Aku singgah di sebuah kota Yang masyarakatnya begitu ramah dengan keanekaragaman sumber daya alamnya.
terlihat beberapa Nelayan di pinggir pantai sedang mengutak-utik perahunya. mencoba mempersiapkan perlengkapan melaut nanti malam.
Aku mengabadikan foto mereka dalam kamera kecil yang selalu aku bawa kemanapun aku pergi, guna untuk sebuah dokumentasi. mengambil sudut pandangan yang berbeda dan menarik, yang mungkin sangat jarang aku saksikan di kota-kota besar.

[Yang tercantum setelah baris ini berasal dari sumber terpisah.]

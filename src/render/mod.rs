mod canvas_binding;
mod frame;
mod layer_stack;
mod null_renderer;
mod primitives;
pub mod series_painters;
mod text_cache;

pub use canvas_binding::{
    BitmapSize, BitmapSizeListenerId, CanvasBinding, MediaSize, PriceAxisSide, RenderingTarget,
    ResizeSource, SurfaceId, bitmap_line_width, crisp_position,
};
pub use frame::RenderFrame;
pub use layer_stack::{CanvasLayerKind, CanvasTarget, LayerPrimitives};
pub use null_renderer::NullRenderer;
pub use primitives::{
    Color, LinePrimitive, PolygonPrimitive, RectPrimitive, TextHAlign, TextPrimitive,
};
pub use series_painters::SeriesPaintContext;
pub use text_cache::{
    AVERAGE_CHAR_WIDTH_RATIO, TextWidthCache, TextWidthCacheStats, estimate_text_width,
};

use crate::error::ChartResult;

/// Contract implemented by any rendering backend.
///
/// Backends receive one fully materialized `RenderFrame` per canvas so drawing
/// code stays isolated from chart domain and interaction logic.
pub trait Renderer {
    fn render(&mut self, frame: &RenderFrame) -> ChartResult<()>;
}
use std::collections::BTreeSet;

use chart_engine::api::{ChartEngine, ChartOptions};
use chart_engine::core::{SeriesDataItem, SeriesKind, SeriesOptions};
use chart_engine::render::NullRenderer;
use proptest::prelude::*;

const START: i64 = 1_600_000_000;

fn times() -> impl Strategy<Value = BTreeSet<i64>> {
    prop::collection::btree_set(0i64..500, 1..60)
}

proptest! {
    #![proptest_config(ProptestConfig::with_cases(64))]

    #[test]
    fn merged_index_is_sorted_dense_and_shared(a in times(), b in times()) {
        let mut engine = ChartEngine::new(NullRenderer::default(), ChartOptions::default()).expect("engine");
        let first = engine.add_series(SeriesKind::Line, SeriesOptions::default()).expect("first");
        let second = engine.add_series(SeriesKind::Line, SeriesOptions::default()).expect("second");
        let items = |set: &BTreeSet<i64>| -> Vec<SeriesDataItem> {
            set.iter().map(|t| SeriesDataItem::value(START + t * 60, *t as f64)).collect()
        };
        engine.set_series_data(first, &items(&a)).expect("first data");
        engine.set_series_data(second, &items(&b)).expect("second data");

        let union: BTreeSet<i64> = a.union(&b).copied().collect();
        let bars = engine.model().time_index().bars();
        prop_assert_eq!(bars.len(), union.len());
        for (position, (bar, t)) in bars.iter().zip(&union).enumerate() {
            prop_assert_eq!(bar.index, position as i64);
            prop_assert_eq!(bar.time.timestamp, START + t * 60);
        }

        for (series, set) in [(first, &a), (second, &b)] {
            let rows = engine.series_data(series).expect("rows");
            prop_assert_eq!(rows.len(), set.len());
            for row in rows {
                let bar = &bars[row.index as usize];
                prop_assert_eq!(bar.time.timestamp, row.time.timestamp);
            }
        }
    }

    #[test]
    fn appends_extend_the_index_monotonically(steps in prop::collection::vec(1i64..10, 1..40)) {
        let mut engine = ChartEngine::new(NullRenderer::default(), ChartOptions::default()).expect("engine");
        let series = engine.add_series(SeriesKind::Line, SeriesOptions::default()).expect("series");
        let mut time = START;
        let mut last_len = 0;
        for step in steps {
            time += step * 60;
            let change = engine
                .update_series(series, &SeriesDataItem::value(time, step as f64))
                .expect("append");
            prop_assert!(change.appended_bar);
            let bars = engine.bars_len();
            prop_assert_eq!(bars, last_len + 1);
            last_len = bars;
            prop_assert!(engine.update_series(series, &SeriesDataItem::value(time - 1, 0.0)).is_err());
        }
        let last = engine.series_data(series).expect("rows").last().map(|row| row.index);
        prop_assert_eq!(last, Some(last_len as i64 - 1));
    }
}
//! Host-provided behaviour hooked into the engine.
//!
//! Plugins observe engine events; pane primitives draw into pane layers and
//! take part in autoscale and hit-testing.

pub mod plugins;

pub use plugins::{ChartPlugin, PanePrimitive, PluginContext, PluginEvent, PrimitiveDrawContext};
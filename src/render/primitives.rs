use serde::{Deserialize, Serialize};

use crate::error::{ChartError, ChartResult};

/// RGBA color in normalized 0..=1 channel values.
#[derive(Debug, Clone, Copy, PartialEq, Serialize, Deserialize)]
pub struct Color {
    pub red: f64,
    pub green: f64,
    pub blue: f64,
    pub alpha: f64,
}

impl Default for Color {
    fn default() -> Self {
        Self::rgb(0.0, 0.0, 0.0)
    }
}

impl Color {
    #[must_use]
    pub const fn rgba(red: f64, green: f64, blue: f64, alpha: f64) -> Self {
        Self {
            red,
            green,
            blue,
            alpha,
        }
    }

    #[must_use]
    pub const fn rgb(red: f64, green: f64, blue: f64) -> Self {
        Self::rgba(red, green, blue, 1.0)
    }

    #[must_use]
    pub const fn with_alpha(self, alpha: f64) -> Self {
        Self::rgba(self.red, self.green, self.blue, alpha)
    }

    pub fn validate(self) -> ChartResult<()> {
        for (channel, value) in [
            ("red", self.red),
            ("green", self.green),
            ("blue", self.blue),
            ("alpha", self.alpha),
        ] {
            if !value.is_finite() || !(0.0..=1.0).contains(&value) {
                return Err(ChartError::InvalidData(format!(
                    "color channel `{channel}` must be finite and in [0, 1]"
                )));
            }
        }
        Ok(())
    }
}

/// Line segment in bitmap space.
#[derive(Debug, Clone, Copy, PartialEq)]
pub struct LinePrimitive {
    pub x1: f64,
    pub y1: f64,
    pub x2: f64,
    pub y2: f64,
    pub stroke_width: f64,
    pub color: Color,
}

impl LinePrimitive {
    #[must_use]
    pub const fn new(x1: f64, y1: f64, x2: f64, y2: f64, stroke_width: f64, color: Color) -> Self {
        Self {
            x1,
            y1,
            x2,
            y2,
            stroke_width,
            color,
        }
    }

    pub fn validate(self) -> ChartResult<()> {
        if !self.x1.is_finite()
            || !self.y1.is_finite()
            || !self.x2.is_finite()
            || !self.y2.is_finite()
        {
            return Err(ChartError::InvalidData(
                "line coordinates must be finite".to_owned(),
            ));
        }
        if !self.stroke_width.is_finite() || self.stroke_width <= 0.0 {
            return Err(ChartError::InvalidData(
                "line stroke width must be finite and > 0".to_owned(),
            ));
        }
        self.color.validate()
    }
}

/// Filled rectangle in bitmap space.
#[derive(Debug, Clone, Copy, PartialEq)]
pub struct RectPrimitive {
    pub x: f64,
    pub y: f64,
    pub width: f64,
    pub height: f64,
    pub fill: Color,
    pub border: Option<Color>,
}

impl RectPrimitive {
    #[must_use]
    pub const fn new(x: f64, y: f64, width: f64, height: f64, fill: Color) -> Self {
        Self {
            x,
            y,
            width,
            height,
            fill,
            border: None,
        }
    }

    #[must_use]
    pub const fn with_border(mut self, border: Color) -> Self {
        self.border = Some(border);
        self
    }

    pub fn validate(self) -> ChartResult<()> {
        if !self.x.is_finite() || !self.y.is_finite() {
            return Err(ChartError::InvalidData(
                "rect origin must be finite".to_owned(),
            ));
        }
        if !self.width.is_finite() || !self.height.is_finite() || self.width < 0.0 || self.height < 0.0
        {
            return Err(ChartError::InvalidData(
                "rect size must be finite and >= 0".to_owned(),
            ));
        }
        self.fill.validate()?;
        if let Some(border) = self.border {
            border.validate()?;
        }
        Ok(())
    }
}

/// Closed filled polygon in bitmap space; used for area fills.
#[derive(Debug, Clone, PartialEq)]
pub struct PolygonPrimitive {
    pub points: Vec<(f64, f64)>,
    pub fill: Color,
}

impl PolygonPrimitive {
    pub fn validate(&self) -> ChartResult<()> {
        if self.points.len() < 3 {
            return Err(ChartError::InvalidData(
                "polygon needs at least three points".to_owned(),
            ));
        }
        if self
            .points
            .iter()
            .any(|(x, y)| !x.is_finite() || !y.is_finite())
        {
            return Err(ChartError::InvalidData(
                "polygon coordinates must be finite".to_owned(),
            ));
        }
        self.fill.validate()
    }
}

/// Horizontal text alignment relative to `TextPrimitive::x`.
#[derive(Debug, Clone, Copy, PartialEq, Eq, Serialize, Deserialize)]
pub enum TextHAlign {
    Left,
    Center,
    Right,
}

/// Label in media space.
#[derive(Debug, Clone, PartialEq)]
pub struct TextPrimitive {
    pub text: String,
    pub x: f64,
    pub y: f64,
    pub font_size_px: f64,
    pub color: Color,
    pub h_align: TextHAlign,
}

impl TextPrimitive {
    #[must_use]
    pub fn new(
        text: impl Into<String>,
        x: f64,
        y: f64,
        font_size_px: f64,
        color: Color,
        h_align: TextHAlign,
    ) -> Self {
        Self {
            text: text.into(),
            x,
            y,
            font_size_px,
            color,
            h_align,
        }
    }

    pub fn validate(&self) -> ChartResult<()> {
        if self.text.is_empty() {
            return Err(ChartError::InvalidData(
                "text primitive must not be empty".to_owned(),
            ));
        }
        if !self.x.is_finite() || !self.y.is_finite() {
            return Err(ChartError::InvalidData(
                "text coordinates must be finite".to_owned(),
            ));
        }
        if !self.font_size_px.is_finite() || self.font_size_px <= 0.0 {
            return Err(ChartError::InvalidData(
                "font size must be finite and > 0".to_owned(),
            ));
        }
        self.color.validate()
    }
}

#[cfg(test)]
mod tests {
    use super::{Color, PolygonPrimitive, RectPrimitive};

    #[test]
    fn color_rejects_out_of_range_channels() {
        assert!(Color::rgb(0.1, 0.2, 0.3).validate().is_ok());
        assert!(Color::rgba(1.2, 0.0, 0.0, 1.0).validate().is_err());
    }

    #[test]
    fn color_round_trips_through_json() {
        let color = Color::rgba(0.25, 0.5, 0.75, 0.5);
        let json = serde_json::to_string(&color).expect("serialize");
        let parsed: Color = serde_json::from_str(&json).expect("parse");
        assert_eq!(parsed, color);
    }

    #[test]
    fn degenerate_shapes_fail_validation() {
        let rect = RectPrimitive::new(0.0, 0.0, -1.0, 2.0, Color::default());
        assert!(rect.validate().is_err());
        let polygon = PolygonPrimitive {
            points: vec![(0.0, 0.0), (1.0, 1.0)],
            fill: Color::default(),
        };
        assert!(polygon.validate().is_err());
    }
}
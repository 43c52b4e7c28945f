use crate::model::ChartModel;

use super::{
    ChartOptions, chart_presentation::ChartPresentationState, chart_runtime::ChartRuntimeState,
};

/// Internal engine core state used by the public facade (`ChartEngine`).
pub(super) struct EngineCore {
    pub(super) options: ChartOptions,
    pub(super) model: ChartModel,
    pub(super) presentation: ChartPresentationState,
    pub(super) runtime: ChartRuntimeState,
}
use tracing::debug;

use crate::error::ChartResult;
use crate::interaction::{GestureEvent, InteractionMode};
use crate::model::PriceScaleId;
use crate::render::{PriceAxisSide, Renderer};

use super::ChartEngine;

impl<R: Renderer> ChartEngine<R> {
    /// Price axis gestures: a drag stretches the price range and turns
    /// autoscale off, a double click turns it back on.
    pub(super) fn handle_price_axis_gesture(
        &mut self,
        pane_index: usize,
        side: PriceAxisSide,
        event: GestureEvent,
    ) -> ChartResult<bool> {
        let handle_scale = self.core.options.handle_scale;
        let id = match side {
            PriceAxisSide::Left => PriceScaleId::left(),
            PriceAxisSide::Right => PriceScaleId::right(),
        };
        match event {
            GestureEvent::PointerDown(pointer) => {
                let scalable = self
                    .core
                    .model
                    .price_scale(pane_index, &id)
                    .is_some_and(|scale| !scale.is_empty());
                if handle_scale.axis_pressed_mouse_move.price
                    && scalable
                    && self.core.runtime.pointer.mode == InteractionMode::Idle
                {
                    self.core.model.start_scale_price(pane_index, &id, pointer.local().y)?;
                    self.core.runtime.pointer.price_axis_target = Some((pane_index, id));
                    self.core.runtime.pointer.mode = InteractionMode::ScalingPrice;
                    debug!(pane = pane_index, ?side, "price axis scale started");
                }
            }
            GestureEvent::PressedMove(pointer) => {
                if let Some((pane, id)) = &self.core.runtime.pointer.price_axis_target {
                    let (pane, id) = (*pane, id.clone());
                    self.core.model.scale_price_to(pane, &id, pointer.local().y)?;
                }
            }
            GestureEvent::PointerUp(_) => {
                if let Some((pane, id)) = self.core.runtime.pointer.price_axis_target.take() {
                    self.core.model.end_scale_price(pane, &id)?;
                    self.core.runtime.pointer.mode = InteractionMode::Idle;
                }
            }
            GestureEvent::DoubleClick(_) => {
                if handle_scale.axis_double_click_reset.price
                    && self.core.model.price_scale(pane_index, &id).is_some()
                {
                    self.core.model.reset_price_scale(pane_index, &id)?;
                    debug!(pane = pane_index, ?side, "price scale reset");
                }
            }
            _ => {}
        }
        Ok(false)
    }
}
use serde::{Deserialize, Serialize};

use super::{LinePrimitive, PolygonPrimitive, RectPrimitive, TextPrimitive};

/// Physical canvas a layer is drawn on.
#[derive(Debug, Clone, Copy, PartialEq, Eq, Hash, Serialize, Deserialize)]
pub enum CanvasTarget {
    Main,
    Top,
}

#[derive(Debug, Clone, Copy, PartialEq, Eq, Hash, Serialize, Deserialize)]
pub enum CanvasLayerKind {
    Background,
    Grid,
    Series,
    Overlay,
    Crosshair,
}

impl CanvasLayerKind {
    /// Main-canvas layers in paint order.
    pub const MAIN: [Self; 4] = [Self::Background, Self::Grid, Self::Series, Self::Overlay];
    pub const TOP: [Self; 1] = [Self::Crosshair];

    #[must_use]
    pub fn target(self) -> CanvasTarget {
        match self {
            Self::Crosshair => CanvasTarget::Top,
            _ => CanvasTarget::Main,
        }
    }

    #[must_use]
    pub fn for_target(target: CanvasTarget) -> &'static [Self] {
        match target {
            CanvasTarget::Main => &Self::MAIN,
            CanvasTarget::Top => &Self::TOP,
        }
    }
}

/// Draw commands collected for one layer.
#[derive(Debug, Clone, PartialEq)]
pub struct LayerPrimitives {
    pub kind: CanvasLayerKind,
    pub lines: Vec<LinePrimitive>,
    pub rects: Vec<RectPrimitive>,
    pub polygons: Vec<PolygonPrimitive>,
    pub texts: Vec<TextPrimitive>,
}

impl LayerPrimitives {
    #[must_use]
    pub fn new(kind: CanvasLayerKind) -> Self {
        Self {
            kind,
            lines: Vec::new(),
            rects: Vec::new(),
            polygons: Vec::new(),
            texts: Vec::new(),
        }
    }

    #[must_use]
    pub fn is_empty(&self) -> bool {
        self.lines.is_empty()
            && self.rects.is_empty()
            && self.polygons.is_empty()
            && self.texts.is_empty()
    }

    #[must_use]
    pub fn primitive_count(&self) -> usize {
        self.lines.len() + self.rects.len() + self.polygons.len() + self.texts.len()
    }

    pub fn push_line(&mut self, line: LinePrimitive) {
        self.lines.push(line);
    }

    pub fn push_rect(&mut self, rect: RectPrimitive) {
        self.rects.push(rect);
    }

    pub fn push_polygon(&mut self, polygon: PolygonPrimitive) {
        self.polygons.push(polygon);
    }

    pub fn push_text(&mut self, text: TextPrimitive) {
        self.texts.push(text);
    }

    pub fn extend(&mut self, other: LayerPrimitives) {
        self.lines.extend(other.lines);
        self.rects.extend(other.rects);
        self.polygons.extend(other.polygons);
        self.texts.extend(other.texts);
    }
}

#[cfg(test)]
mod tests {
    use super::{CanvasLayerKind, CanvasTarget};

    #[test]
    fn only_crosshair_lives_on_top_canvas() {
        for kind in CanvasLayerKind::MAIN {
            assert_eq!(kind.target(), CanvasTarget::Main);
        }
        assert_eq!(CanvasLayerKind::Crosshair.target(), CanvasTarget::Top);
        assert_eq!(
            CanvasLayerKind::for_target(CanvasTarget::Top),
            &[CanvasLayerKind::Crosshair]
        );
    }
}
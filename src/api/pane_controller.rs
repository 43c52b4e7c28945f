use tracing::debug;

use crate::error::{ChartError, ChartResult};
use crate::extensions::{PanePrimitive, PluginEvent};
use crate::model::InvalidationLevel;
use crate::render::{Renderer, SurfaceId};

use super::ChartEngine;

impl<R: Renderer> ChartEngine<R> {
    #[must_use]
    pub fn pane_count(&self) -> usize {
        self.core.model.panes().len()
    }

    /// Appends a pane below the existing ones; returns its index.
    pub fn add_pane(&mut self, stretch_factor: f64) -> ChartResult<usize> {
        let index = self.core.model.add_pane(stretch_factor)?;
        self.relayout()?;
        Ok(index)
    }

    /// Removes a pane with its series. Later panes move up one index.
    pub fn remove_pane(&mut self, index: usize) -> ChartResult<()> {
        let removed = self.core.model.remove_pane(index)?;
        // Pane surfaces are renumbered; in-flight gestures on them are void.
        self.core
            .runtime
            .pointer
            .recognizers
            .retain(|surface, _| matches!(surface, SurfaceId::TimeAxis));
        if self
            .core
            .runtime
            .pointer
            .hover
            .is_some_and(|(pane, _)| pane >= index)
        {
            self.hide_crosshair();
        }
        self.relayout()?;
        for series in removed {
            self.emit_plugin_event(PluginEvent::SeriesRemoved { series });
        }
        Ok(())
    }

    pub fn set_pane_stretch_factor(&mut self, index: usize, stretch_factor: f64) -> ChartResult<()> {
        self.core.model.set_pane_stretch_factor(index, stretch_factor)?;
        self.relayout()
    }

    /// Height of every pane after the last layout pass.
    #[must_use]
    pub fn pane_heights(&self) -> Vec<f64> {
        self.core
            .presentation
            .layout
            .panes
            .iter()
            .map(|pane| pane.height)
            .collect()
    }

    /// Attaches a custom drawing to a pane. Its autoscale contribution is
    /// folded in on the next frame.
    pub fn attach_primitive(&mut self, pane_index: usize, primitive: Box<dyn PanePrimitive>) -> ChartResult<()> {
        let id = primitive.id().to_owned();
        if id.is_empty() {
            return Err(ChartError::InvalidData(
                "primitive id must not be empty".to_owned(),
            ));
        }
        let pane = self.core.model.pane_mut(pane_index)?;
        if pane.primitives().iter().any(|existing| existing.id() == id) {
            return Err(ChartError::InvalidData(format!(
                "primitive with id `{id}` is already attached to pane {pane_index}"
            )));
        }
        pane.attach_primitive(primitive);
        debug!(pane = pane_index, primitive = %id, "primitive attached");
        self.core.model.recalculate_pane(pane_index);
        self.core
            .model
            .invalidate_pane(pane_index, InvalidationLevel::Light, true);
        Ok(())
    }

    /// Detaches a primitive by id; `None` when the pane has no such primitive.
    pub fn detach_primitive(
        &mut self,
        pane_index: usize,
        id: &str,
    ) -> ChartResult<Option<Box<dyn PanePrimitive>>> {
        let detached = self.core.model.pane_mut(pane_index)?.detach_primitive(id);
        if detached.is_some() {
            debug!(pane = pane_index, primitive = id, "primitive detached");
            self.core.model.recalculate_pane(pane_index);
            self.core
                .model
                .invalidate_pane(pane_index, InvalidationLevel::Light, true);
        }
        Ok(detached)
    }
}
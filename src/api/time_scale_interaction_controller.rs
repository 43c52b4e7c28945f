use tracing::debug;

use crate::error::ChartResult;
use crate::interaction::{GestureEvent, InteractionMode};
use crate::render::Renderer;

use super::ChartEngine;

impl<R: Renderer> ChartEngine<R> {
    /// Time axis gestures: a drag changes bar spacing around the press
    /// point, a double click restores the defaults.
    pub(super) fn handle_time_axis_gesture(&mut self, event: GestureEvent) -> ChartResult<bool> {
        let handle_scale = self.core.options.handle_scale;
        match event {
            GestureEvent::PointerDown(pointer) => {
                if handle_scale.axis_pressed_mouse_move.time
                    && self.core.runtime.pointer.mode == InteractionMode::Idle
                {
                    self.stop_time_scale_animation();
                    self.core.model.start_scale_time(pointer.local().x);
                    self.core.runtime.pointer.mode = InteractionMode::ScalingTime;
                    debug!(x = pointer.local().x, "time axis scale started");
                }
            }
            GestureEvent::PressedMove(pointer) => {
                if self.core.runtime.pointer.mode == InteractionMode::ScalingTime {
                    self.core.model.scale_time_to(pointer.local().x)?;
                }
            }
            GestureEvent::PointerUp(_) => {
                if self.core.runtime.pointer.mode == InteractionMode::ScalingTime {
                    self.core.model.end_scale_time();
                    self.core.runtime.pointer.mode = InteractionMode::Idle;
                }
            }
            GestureEvent::DoubleClick(_) => {
                if handle_scale.axis_double_click_reset.time {
                    self.core.model.reset_time_scale();
                }
            }
            _ => {}
        }
        Ok(false)
    }
}
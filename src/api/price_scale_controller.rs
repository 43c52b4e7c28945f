use tracing::debug;

use crate::error::{ChartError, ChartResult};
use crate::model::{
    InvalidationLevel, PriceRange, PriceScaleId, PriceScaleMode, PriceScaleOptions,
    PriceScaleStateChange,
};
use crate::render::Renderer;

use super::ChartEngine;

impl<R: Renderer> ChartEngine<R> {
    pub fn price_scale_options(
        &self,
        pane_index: usize,
        id: &PriceScaleId,
    ) -> ChartResult<PriceScaleOptions> {
        self.core
            .model
            .pane(pane_index)
            .ok_or(ChartError::UnknownPane(pane_index))?
            .price_scale(id)
            .map(|scale| scale.options())
            .ok_or_else(|| ChartError::InvalidData(format!("unknown price scale `{id}`")))
    }

    /// Replaces one scale's options; margins are validated first.
    pub fn apply_price_scale_options(
        &mut self,
        pane_index: usize,
        id: &PriceScaleId,
        options: PriceScaleOptions,
    ) -> ChartResult<()> {
        self.core
            .model
            .apply_price_scale_options(pane_index, id, options)?;
        debug!(pane = pane_index, scale = %id, mode = ?options.mode, "price scale options applied");
        Ok(())
    }

    /// Switches mode, keeping the visible window where the transform allows.
    pub fn set_price_scale_mode(
        &mut self,
        pane_index: usize,
        id: &PriceScaleId,
        mode: PriceScaleMode,
    ) -> ChartResult<()> {
        self.core.model.price_scale_mut(pane_index, id)?.set_mode(PriceScaleStateChange {
            mode: Some(mode),
            ..PriceScaleStateChange::default()
        });
        self.core.model.recalculate_pane(pane_index);
        self.core
            .model
            .invalidate_pane(pane_index, InvalidationLevel::Light, true);
        Ok(())
    }

    pub fn set_price_scale_auto_scale(
        &mut self,
        pane_index: usize,
        id: &PriceScaleId,
        auto_scale: bool,
    ) -> ChartResult<()> {
        self.core
            .model
            .price_scale_mut(pane_index, id)?
            .set_auto_scale(auto_scale);
        self.core.model.recalculate_pane(pane_index);
        self.core
            .model
            .invalidate_pane(pane_index, InvalidationLevel::Light, auto_scale);
        Ok(())
    }

    /// Visible range in display units, `None` before the first autoscale.
    pub fn price_range(&self, pane_index: usize, id: &PriceScaleId) -> ChartResult<Option<PriceRange>> {
        self.core
            .model
            .pane(pane_index)
            .ok_or(ChartError::UnknownPane(pane_index))?
            .price_scale(id)
            .map(|scale| scale.visible_price_range())
            .ok_or_else(|| ChartError::InvalidData(format!("unknown price scale `{id}`")))
    }

    /// Pins a scale to `[min, max]` and disables its autoscale.
    pub fn set_visible_price_range(
        &mut self,
        pane_index: usize,
        id: &PriceScaleId,
        min: f64,
        max: f64,
    ) -> ChartResult<()> {
        if !min.is_finite() || !max.is_finite() || min >= max {
            return Err(ChartError::InvalidData(
                "price range bounds must be finite with min < max".to_owned(),
            ));
        }
        self.core
            .model
            .price_scale_mut(pane_index, id)?
            .set_visible_price_range(PriceRange::new(min, max));
        debug!(pane = pane_index, scale = %id, min, max, "visible price range pinned");
        self.core
            .model
            .invalidate_pane(pane_index, InvalidationLevel::Light, false);
        Ok(())
    }
}
use crate::core::Viewport;
use crate::error::ChartResult;
use crate::interaction::{CrosshairState, InteractionMode};
use crate::model::ChartModel;
use crate::render::Renderer;

use super::{ChartOptions, engine_core::EngineCore, render_coordinator::RenderCoordinator};

/// Main orchestration facade consumed by host applications.
///
/// `ChartEngine` owns the chart model, the canvas bindings and pointer
/// state. Mutations only mark work as pending; the host drives drawing by
/// calling `on_animation_frame` whenever `has_pending_frame` is true.
pub struct ChartEngine<R: Renderer> {
    pub(super) renderer: R,
    pub(super) core: EngineCore,
}

impl<R: Renderer> ChartEngine<R> {
    #[must_use]
    pub fn options(&self) -> &ChartOptions {
        &self.core.options
    }

    #[must_use]
    pub fn viewport(&self) -> Viewport {
        self.core.options.viewport
    }

    /// Read access to the underlying model for queries the facade does not
    /// wrap.
    #[must_use]
    pub fn model(&self) -> &ChartModel {
        &self.core.model
    }

    #[must_use]
    pub fn interaction_mode(&self) -> InteractionMode {
        self.core.runtime.pointer.mode
    }

    #[must_use]
    pub fn crosshair(&self) -> CrosshairState {
        self.core.runtime.pointer.crosshair
    }

    /// Redraws every canvas immediately, outside the frame loop.
    pub fn render(&mut self) -> ChartResult<usize> {
        self.relayout()?;
        RenderCoordinator::render_all(self)
    }

    #[must_use]
    pub fn renderer(&self) -> &R {
        &self.renderer
    }

    pub fn renderer_mut(&mut self) -> &mut R {
        &mut self.renderer
    }

    #[must_use]
    pub fn into_renderer(self) -> R {
        self.renderer
    }
}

Anak-anak kecil tertawa ringan, sambil berlarian dengan teman sebayanya menuju pinggir pantai, tapi sayang pantai teman mereka bermain itu terlihat kecokelatan sampah plastik juga banyak berserakan di pantai itu.
Anak-anak kecil itu mungkin tak ambil pusing, karena bagi mereka pantai adalah tempat yang menyenangkan untuk bermain.
aku sempat berbincang dengan salah satu nelayan di pantai itu, sambil memandangi anak-anak kecil yang sedang asyik bermain di pinggir pantai itu.
dia berkata padaku
"10 tahun lalu dek, pantai di sini airnya sangat jernih, bahkan dulu terumbu karang terlihat jelas, dari tempat kita duduk sekarang. tapi entahnya sekarang laut disini sudah berbeda jauh ketika bapak masih seusia kau, kini laut di sini sudah kotor, tercemar limbah dan sampah plastik".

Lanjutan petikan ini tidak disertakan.